Tampoco los principales dirigentes de la provincia de Buenos Aires ni de Córdoba han anunciado candidaturas de esos distritos, los más importantes del partido. El bonaerense Storani apoya casi con vergüenza a Terragno y Moreau apenas cosecha adhesiones casi con sordina de algunos alfonsinistas.
El presidente del partido, Angel Rozas, intentó lanzar una candidatura pero caminó poco, se bajó argumentando que antes debe enmendar las consecuencias de la crisis económica de su provincia. Tiene guardado aún el proyecto de lograr, fallo mediante del Tribunal de Justicia provincial, un tercer mandato como gobernador.

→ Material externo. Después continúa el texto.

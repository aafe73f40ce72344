//! # 세션 저장소 (Session Store)
//!
//! 번역 세션의 생성, 부분 수정, 목록 조회, 그리고 소유권 확인(`get_owned_session`)을 담당합니다.
//!
//! ## 규칙
//! - 모든 연산은 명시적인 `Caller`를 받습니다.
//! - 입력 검증은 저장소 접근보다 먼저 끝납니다. 검증에 실패하면 DB는 건드리지 않습니다.
//! - 남의 세션은 "없는 세션"과 똑같이 `NotFound`입니다.
//! - `get_owned_session`은 변형(variant) 연산의 유일한 권한 관문입니다.

use crate::{
    db,
    error::AppError,
    models::{
        normalize_optional_text, Caller, CreateTranslationSessionRequest, Listing, Patch,
        TranslationSession, UpdateTranslationSessionRequest,
    },
    services::{
        timestamps::{next_updated_at, now_timestamp},
        validation::{empty_update, require_patch_text, require_text},
    },
};
use sqlx::SqlitePool;

const RESOURCE: &str = "Translation session";

/// 동시 업데이트 경합 시 다시 읽고 쓰는 최대 횟수. 한 라운드마다 적어도 하나는 반영됩니다.
const MAX_UPDATE_ATTEMPTS: u32 = 16;

/// 새 세션을 만듭니다. `created_at = updated_at = now`.
pub async fn create_session(
    pool: &SqlitePool,
    caller: &Caller,
    req: CreateTranslationSessionRequest,
) -> Result<TranslationSession, AppError> {
    let original_text = require_text("originalText", req.original_text)?;

    let now = now_timestamp();
    let session = TranslationSession {
        id: uuid::Uuid::now_v7().to_string(),
        user_id: caller.user_id.clone(),
        source_language: normalize_optional_text(req.source_language),
        target_language: normalize_optional_text(req.target_language),
        context: normalize_optional_text(req.context),
        original_text,
        created_at: now.clone(),
        updated_at: now,
    };

    db::insert_session(pool, &session).await?;
    tracing::info!(
        session_id = %session.id,
        user_id = %caller.user_id,
        "Created translation session"
    );

    Ok(session)
}

/// 호출자 소유의 세션을 돌려줍니다. 없거나 남의 것이면 `NotFound`.
pub async fn get_owned_session(
    pool: &SqlitePool,
    id: &str,
    caller: &Caller,
) -> Result<TranslationSession, AppError> {
    let session = db::find_owned_session(pool, id, &caller.user_id)
        .await?
        .ok_or(AppError::NotFound(RESOURCE))?;

    // WHERE 절이 이미 user_id로 걸러내지만, 관문 함수이므로 한 번 더 확인합니다.
    if !caller.owns(&session.user_id) {
        return Err(AppError::NotFound(RESOURCE));
    }

    Ok(session)
}

/// 패치에 있는 필드만 바꾸고 `updated_at`을 이전 값보다 크게 갱신합니다.
pub async fn update_session(
    pool: &SqlitePool,
    id: &str,
    caller: &Caller,
    patch: UpdateTranslationSessionRequest,
) -> Result<TranslationSession, AppError> {
    let patch = prepare_patch(patch)?;

    for attempt in 1..=MAX_UPDATE_ATTEMPTS {
        let existing = get_owned_session(pool, id, caller).await?;
        let updated_at = next_updated_at(&existing.updated_at);

        // 읽은 뒤 다른 업데이트가 먼저 들어왔으면 0행이 바뀝니다. 다시 읽고 재시도합니다.
        let applied = db::update_session(
            pool,
            id,
            &caller.user_id,
            &patch,
            &existing.updated_at,
            &updated_at,
        )
        .await?;
        if applied {
            tracing::debug!(
                session_id = %id,
                user_id = %caller.user_id,
                attempt,
                "Updated translation session"
            );
            return Ok(TranslationSession {
                source_language: applied_value(&patch.source_language, existing.source_language),
                target_language: applied_value(&patch.target_language, existing.target_language),
                context: applied_value(&patch.context, existing.context),
                original_text: match &patch.original_text {
                    Patch::Set(text) => text.clone(),
                    _ => existing.original_text,
                },
                updated_at,
                ..existing
            });
        }
        tracing::debug!(session_id = %id, attempt, "Concurrent session update, retrying");
    }

    Err(AppError::Conflict(
        "Translation session is being modified concurrently".to_string(),
    ))
}

/// 패치 한 필드를 기존 값에 적용한 결과.
fn applied_value(patch: &Patch<String>, current: Option<String>) -> Option<String> {
    match patch {
        Patch::Unchanged => current,
        Patch::Clear => None,
        Patch::Set(value) => Some(value.clone()),
    }
}

/// 호출자가 소유한 모든 세션 (최신순) 과 전체 개수.
pub async fn list_sessions(
    pool: &SqlitePool,
    caller: &Caller,
) -> Result<Listing<TranslationSession>, AppError> {
    let sessions = db::list_sessions_for_user(pool, &caller.user_id).await?;
    Ok(Listing::from(sessions))
}

fn prepare_patch(
    patch: UpdateTranslationSessionRequest,
) -> Result<UpdateTranslationSessionRequest, AppError> {
    if patch.is_empty() {
        return Err(empty_update());
    }
    require_patch_text("originalText", &patch.original_text)?;

    Ok(UpdateTranslationSessionRequest {
        source_language: patch.source_language.normalized(),
        target_language: patch.target_language.normalized(),
        context: patch.context.normalized(),
        original_text: patch.original_text,
    })
}
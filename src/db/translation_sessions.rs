//! # 번역 세션 데이터베이스 쿼리 모듈
//!
//! `translation_sessions` 테이블에 대한 SQL만 담당합니다.
//! 검증과 소유권 규칙은 `services::session_store`에 있고,
//! 여기서는 모든 조회/수정 쿼리의 WHERE 절에 `user_id`를 함께 걸어
//! 다른 사용자의 행이 절대 선택되거나 바뀌지 않게 합니다.

use crate::error::AppError;
use crate::models::{TranslationSession, UpdateTranslationSessionRequest};
use sqlx::{QueryBuilder, Sqlite, SqlitePool};

/// 완성된 세션 레코드를 삽입합니다. (ID와 타임스탬프는 호출 측에서 채웁니다)
pub async fn insert_session(
    pool: &SqlitePool,
    session: &TranslationSession,
) -> Result<(), AppError> {
    sqlx::query(
        r#"
        INSERT INTO translation_sessions
            (id, user_id, source_language, target_language, context,
             original_text, created_at, updated_at)
        VALUES (?, ?, ?, ?, ?, ?, ?, ?)
        "#,
    )
    .bind(&session.id)
    .bind(&session.user_id)
    .bind(&session.source_language) // None이면 SQL NULL
    .bind(&session.target_language)
    .bind(&session.context)
    .bind(&session.original_text)
    .bind(&session.created_at)
    .bind(&session.updated_at)
    .execute(pool)
    .await?;

    Ok(())
}

/// `id`이면서 `user_id` 소유인 세션을 조회합니다. 둘 중 하나라도 안 맞으면 `None`.
pub async fn find_owned_session(
    pool: &SqlitePool,
    id: &str,
    user_id: &str,
) -> Result<Option<TranslationSession>, AppError> {
    let session = sqlx::query_as::<_, TranslationSession>(
        r#"
        SELECT id, user_id, source_language, target_language, context,
               original_text, created_at, updated_at
        FROM translation_sessions
        WHERE id = ? AND user_id = ?
        "#,
    )
    .bind(id)
    .bind(user_id)
    .fetch_optional(pool)
    .await?;

    Ok(session)
}

/// 사용자의 모든 세션을 최신순으로 조회합니다.
///
/// 정렬: `created_at DESC, id DESC`. ID가 UUIDv7이라 같은 밀리초에 만든 세션도
/// 생성 순서대로 결정적으로 정렬됩니다.
pub async fn list_sessions_for_user(
    pool: &SqlitePool,
    user_id: &str,
) -> Result<Vec<TranslationSession>, AppError> {
    let sessions = sqlx::query_as::<_, TranslationSession>(
        r#"
        SELECT id, user_id, source_language, target_language, context,
               original_text, created_at, updated_at
        FROM translation_sessions
        WHERE user_id = ?
        ORDER BY created_at DESC, id DESC
        "#,
    )
    .bind(user_id)
    .fetch_all(pool)
    .await?;

    Ok(sessions)
}

/// 패치에 들어 있는 필드만 바꾸고 `updated_at`을 갱신합니다.
///
/// `QueryBuilder`로 `SET` 절을 동적으로 만들되, 값은 모두 `push_bind`로 바인딩합니다.
///
/// `expected_updated_at`은 호출 측이 읽어 둔 `updated_at`입니다. 그 사이 다른 업데이트가
/// 먼저 반영됐다면 행이 매칭되지 않아 아무것도 바뀌지 않습니다.
///
/// ## 반환값
/// - `Ok(true)`: 한 행이 갱신됨
/// - `Ok(false)`: `(id, user_id, expected_updated_at)`에 맞는 행이 없음
pub async fn update_session(
    pool: &SqlitePool,
    id: &str,
    user_id: &str,
    patch: &UpdateTranslationSessionRequest,
    expected_updated_at: &str,
    updated_at: &str,
) -> Result<bool, AppError> {
    let mut builder =
        QueryBuilder::<Sqlite>::new("UPDATE translation_sessions SET updated_at = ");
    builder.push_bind(updated_at.to_string());

    if let Some(value) = patch.source_language.as_update() {
        builder.push(", source_language = ").push_bind(value.cloned());
    }
    if let Some(value) = patch.target_language.as_update() {
        builder.push(", target_language = ").push_bind(value.cloned());
    }
    if let Some(value) = patch.context.as_update() {
        builder.push(", context = ").push_bind(value.cloned());
    }
    if let Some(value) = patch.original_text.as_update() {
        builder.push(", original_text = ").push_bind(value.cloned());
    }

    builder
        .push(" WHERE id = ")
        .push_bind(id.to_string())
        .push(" AND user_id = ")
        .push_bind(user_id.to_string())
        .push(" AND updated_at = ")
        .push_bind(expected_updated_at.to_string());

    let result = builder.build().execute(pool).await?;
    Ok(result.rows_affected() > 0)
}
//! # 애플리케이션 설정(Configuration) 모듈
//!
//! 환경변수(또는 `.env` 파일)에서 서버 설정값을 읽어옵니다.
//!
//! 설정 항목:
//! - `DATABASE_URL`: SQLite 데이터베이스 경로 (필수)
//! - `JWT_SECRET`: 토큰 서명 비밀키 (필수)
//! - `HOST`, `PORT`: 바인딩 주소 (기본값 `0.0.0.0:3000`)
//! - `DATABASE_MAX_CONNECTIONS`: 연결 풀 크기 (기본값 5)
//! - `ACCESS_TOKEN_MINUTES`: 액세스 토큰 수명 (기본값 15분)
//! - `REFRESH_TOKEN_DAYS`: 리프레시 토큰 수명 (기본값 7일)

use std::env;
use std::str::FromStr;

/// 애플리케이션 전체 설정
///
/// 서버 시작 시 한 번 읽은 뒤 `AppState`로 필요한 값만 넘겨 공유합니다.
#[derive(Debug, Clone)]
pub struct Config {
    /// 예: "sqlite:data/lingotone.db"
    pub database_url: String,
    pub jwt_secret: String,
    pub host: String,
    pub port: u16,
    pub max_connections: u32,
    pub access_token_minutes: i64,
    pub refresh_token_days: i64,
}

impl Config {
    /// 프로세스 환경변수에서 설정을 읽습니다.
    ///
    /// # 에러
    /// `DATABASE_URL`과 `JWT_SECRET`이 없으면 `VarError`를 반환합니다.
    /// 나머지는 없거나 파싱에 실패하면 기본값을 씁니다.
    pub fn from_env() -> Result<Self, env::VarError> {
        Self::from_source(|key| env::var(key))
    }

    /// 임의의 조회 함수에서 설정을 읽습니다. 테스트에서 환경변수를 건드리지 않기 위한 통로입니다.
    pub fn from_source<F>(lookup: F) -> Result<Self, env::VarError>
    where
        F: Fn(&str) -> Result<String, env::VarError>,
    {
        Ok(Self {
            database_url: lookup("DATABASE_URL")?,
            jwt_secret: lookup("JWT_SECRET")?,
            host: lookup("HOST").unwrap_or_else(|_| "0.0.0.0".to_string()),
            port: parse_or(&lookup, "PORT", 3000),
            max_connections: parse_or(&lookup, "DATABASE_MAX_CONNECTIONS", 5),
            access_token_minutes: parse_or(&lookup, "ACCESS_TOKEN_MINUTES", 15),
            refresh_token_days: parse_or(&lookup, "REFRESH_TOKEN_DAYS", 7),
        })
    }
}

fn parse_or<F, T>(lookup: &F, key: &str, default: T) -> T
where
    F: Fn(&str) -> Result<String, env::VarError>,
    T: FromStr,
{
    lookup(key)
        .ok()
        .and_then(|raw| raw.trim().parse().ok())
        .unwrap_or(default)
}

#[cfg(test)]
mod tests {
    use super::*;
    use std::collections::HashMap;

    fn source(pairs: &[(&str, &str)]) -> impl Fn(&str) -> Result<String, env::VarError> {
        let map: HashMap<String, String> = pairs
            .iter()
            .map(|(k, v)| (k.to_string(), v.to_string()))
            .collect();
        move |key| map.get(key).cloned().ok_or(env::VarError::NotPresent)
    }

    #[test]
    fn defaults_apply_when_optional_vars_missing() {
        let config = Config::from_source(source(&[
            ("DATABASE_URL", "sqlite::memory:"),
            ("JWT_SECRET", "secret"),
        ]))
        .unwrap();

        assert_eq!(config.host, "0.0.0.0");
        assert_eq!(config.port, 3000);
        assert_eq!(config.max_connections, 5);
        assert_eq!(config.access_token_minutes, 15);
        assert_eq!(config.refresh_token_days, 7);
    }

    #[test]
    fn unparseable_port_falls_back() {
        let config = Config::from_source(source(&[
            ("DATABASE_URL", "sqlite::memory:"),
            ("JWT_SECRET", "secret"),
            ("PORT", "not-a-port"),
            ("ACCESS_TOKEN_MINUTES", "30"),
        ]))
        .unwrap();

        assert_eq!(config.port, 3000);
        assert_eq!(config.access_token_minutes, 30);
    }

    #[test]
    fn missing_secret_is_an_error() {
        let result = Config::from_source(source(&[("DATABASE_URL", "sqlite::memory:")]));
        assert!(matches!(result, Err(env::VarError::NotPresent)));
    }
}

La figura radical con mayor adhesión, Ricardo López Murphy (que ha renunciado a la afiliación partidaria), cosecha también apoyos por lo bajo de radicales de línea moderada del interior del país y también de la Capital Federal. El crecimiento en el electorado de centro derecha anima a algunos radicales ortodoxos, como el porteño Jorge Enríquez, a abrir locales en apoyo del ex ministro de Justicia.
Este estado de cosas hace más comprensible la migración de otros radicales de la línea fronteriza del partido, como Melchor Posse -un radical sin ficha anotado como precandidato a una interna del PJ-para acompañar a Adolfo Rodríguez Saá, otro es Horacio Massaccesi, que es candidato a gobernador de Río Negro por un partido provincial que también se referencia en el adolfismo nacional.